_Problem details_
The word "None" marks the lines to copy; find all of them in the entries below.

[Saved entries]

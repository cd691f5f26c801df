use std::path::{Path, PathBuf};

use dds::{DdsHeader, DdsImage};
use eyre::{WrapErr, eyre};
use rayon::prelude::*;
use spa::{CompositeOptions, Spa, tile_four_cc};

use crate::decoder::BcTileDecoder;

pub struct FramesArgs {
    pub path: PathBuf,
    pub output: Option<PathBuf>,
    pub raw: bool,
    pub frame: Option<usize>,
    pub dump_tiles: bool,
}

pub fn run(args: FramesArgs) -> eyre::Result<()> {
    let spa = Spa::open_from_file(&args.path)
        .wrap_err_with(|| format!("cannot open {}", args.path.display()))?;

    let header = spa.header();
    let size = std::fs::metadata(&args.path)?.len();

    log::info!("size: {size} bytes");
    log::info!("version: {}", header.version);
    log::info!("frames: {}", spa.frame_count());
    log::info!("frames per second: {}", header.frames_per_second);

    let stem = args
        .path
        .file_stem()
        .ok_or_else(|| eyre!("{} has no file name", args.path.display()))?
        .to_string_lossy()
        .to_string();

    let output = match args.output {
        Some(output) => output,
        None => args
            .path
            .parent()
            .map(Path::to_path_buf)
            .unwrap_or_default(),
    };

    std::fs::create_dir_all(&output)
        .wrap_err_with(|| format!("cannot create {}", output.display()))?;

    let frames: Vec<usize> = match args.frame {
        Some(index) => vec![index],
        None => (0..spa.frame_count()).collect(),
    };

    let options = CompositeOptions {
        compressed: !args.raw,
    };

    frames.into_par_iter().try_for_each(|index| {
        if args.dump_tiles && options.compressed {
            dump_tiles(&spa, index, &output, &stem)?;
        }

        let image = spa
            .composite_frame(index, &BcTileDecoder, options)
            .wrap_err_with(|| format!("cannot composite frame {index}"))?;

        let out_path = output.join(format!("{stem}_{index}.png"));

        image
            .save(&out_path)
            .wrap_err_with(|| format!("cannot save {}", out_path.display()))?;

        log::info!("saved {}", out_path.display());

        Ok(())
    })
}

fn dump_tiles(spa: &Spa, index: usize, output: &Path, stem: &str) -> eyre::Result<()> {
    let frame = spa.frame(index)?;
    let four_cc = tile_four_cc(&frame.header);

    for (segment_index, segment) in frame.segments.iter().enumerate() {
        if segment.length == 0 {
            continue;
        }

        let payload = spa.segment_data(segment)?;
        let header = DdsHeader::compressed(
            segment.width.max(0) as u32,
            segment.height.max(0) as u32,
            payload.len() as u32,
            four_cc,
        );

        let out_path = output.join(format!("{stem}_{index}_{segment_index}.dds"));

        DdsImage::new(header, payload)
            .write_to_file(&out_path)
            .wrap_err_with(|| format!("cannot write {}", out_path.display()))?;

        log::debug!("dumped {}", out_path.display());
    }

    Ok(())
}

_Task result_
        None => args
        None => (0..spa.frame_count()).collect(),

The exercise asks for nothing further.